A hardware implementation of a transformer, built as a learning tool and optimized past 50k tokens/s.

May 1, 2026

The Project

Talos V2 asks a simple hardware question: what happens if a small Transformer is not treated as software at all? Instead of running a model through a runtime, Talos V2 turns the inference path into explicit RTL: embeddings, attention, normalization, the MLP, the language-model head, and token sampling.

The model is microGPT, trained on Karpathy's names dataset to generate names one character at a time. It is intentionally small enough to study end to end, but still complex enough to contain the pieces that make modern generative models interesting: matrix-vector projections, self-attention, softmax-like behavior, residual paths, normalization, and stochastic sampling.

The point of the project is not just the final speed number. The point is that the design is readable. Each block exists because the model math forced it to exist, and each optimization is tied to a real hardware constraint: area, memory bandwidth, routing pressure, timing closure, or unnecessary cycles in the finite-state machine.

Why This Is A Learning Tool

Most explanations of Transformers stop at equations. Most FPGA explanations stop at adders, multipliers, and timing reports. Talos V2 is meant to connect those worlds. It shows how a familiar neural-network layer turns into memories, counters, state transitions, accumulators, lookup tables, and multicycle arithmetic engines.

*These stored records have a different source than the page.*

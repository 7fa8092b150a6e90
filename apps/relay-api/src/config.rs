use std::path::PathBuf;

/// Relay API configuration, loaded from environment variables.
#[derive(Debug, Clone)]
pub struct Config {
    /// Port the HTTP server binds to.
    pub port: u16,
    /// Optional directory holding the viewer frontend (`index.html` + assets).
    /// Static serving is skipped when unset or when the directory is missing.
    pub static_dir: Option<PathBuf>,
}

impl Config {
    /// Load configuration from environment variables.
    pub fn from_env() -> Self {
        Self {
            port: std::env::var("PORT")
                .ok()
                .and_then(|v| v.parse().ok())
                .unwrap_or(8000),
            static_dir: std::env::var("STATIC_DIR")
                .ok()
                .filter(|s| !s.is_empty())
                .map(PathBuf::from)
                .filter(|p| p.is_dir()),
        }
    }
}
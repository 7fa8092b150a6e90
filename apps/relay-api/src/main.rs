use std::net::SocketAddr;
use std::path::Path;

use axum::Router;
use tower_http::cors::{Any, CorsLayer};
use tower_http::services::{ServeDir, ServeFile};
use tower_http::trace::TraceLayer;
use tracing_subscriber::{layer::SubscriberExt, util::SubscriberInitExt};

use relay_api::config::Config;
use relay_api::AppState;

#[tokio::main]
async fn main() {
    // Load .env file (silently skip if missing — env vars may be set externally)
    if dotenvy::dotenv().is_err() {
        let env_path = Path::new(env!("CARGO_MANIFEST_DIR")).join(".env");
        let _ = dotenvy::from_path(env_path);
    }

    tracing_subscriber::registry()
        .with(tracing_subscriber::EnvFilter::from_default_env())
        .with(tracing_subscriber::fmt::layer())
        .init();

    let config = Config::from_env();
    let port = config.port;
    let static_dir = config.static_dir.clone();

    let state = AppState::new(config);

    let cors = CorsLayer::new()
        .allow_origin(Any)
        .allow_methods(Any)
        .allow_headers(Any);

    let mut app = Router::new().merge(relay_api::routes::router());

    // Serve the viewer frontend when one is configured.
    if let Some(dir) = static_dir {
        tracing::info!(dir = %dir.display(), "serving static frontend");
        app = app
            .route_service("/", ServeFile::new(dir.join("index.html")))
            .nest_service("/static", ServeDir::new(dir));
    }

    let app = app
        .layer(cors)
        .layer(TraceLayer::new_for_http())
        .with_state(state);

    let addr = SocketAddr::from(([0, 0, 0, 0], port));
    tracing::info!(%addr, "relay-api listening");

    let listener = tokio::net::TcpListener::bind(addr)
        .await
        .expect("failed to bind");
    axum::serve(listener, app)
        .with_graceful_shutdown(shutdown_signal())
        .await
        .expect("server error");
}

async fn shutdown_signal() {
    tokio::signal::ctrl_c()
        .await
        .expect("failed to install ctrl-c handler");
}
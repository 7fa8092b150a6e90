use axum::extract::State;
use axum::routing::get;
use axum::{Json, Router};

use crate::AppState;

pub fn router() -> Router<AppState> {
    Router::new().route("/latest_focus", get(latest_focus))
}

/// Polling read of the most recent sample. Both fields are `null` until the
/// first valid sample arrives, never an error.
async fn latest_focus(State(state): State<AppState>) -> Json<serde_json::Value> {
    match state.cache.get() {
        Some(sample) => Json(serde_json::json!({ "score": sample.score, "ts": sample.ts })),
        None => Json(serde_json::json!({ "score": null, "ts": null })),
    }
}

That makes the project useful even if you are not trying to build this exact accelerator. You can use it to learn how to translate model operations into hardware questions. Where do weights live? How wide should the accumulator be? Which values must be stored, and which can be streamed? What work can happen in parallel without making the design impossible to route? Which parts of the model are mathematically clean but physically expensive?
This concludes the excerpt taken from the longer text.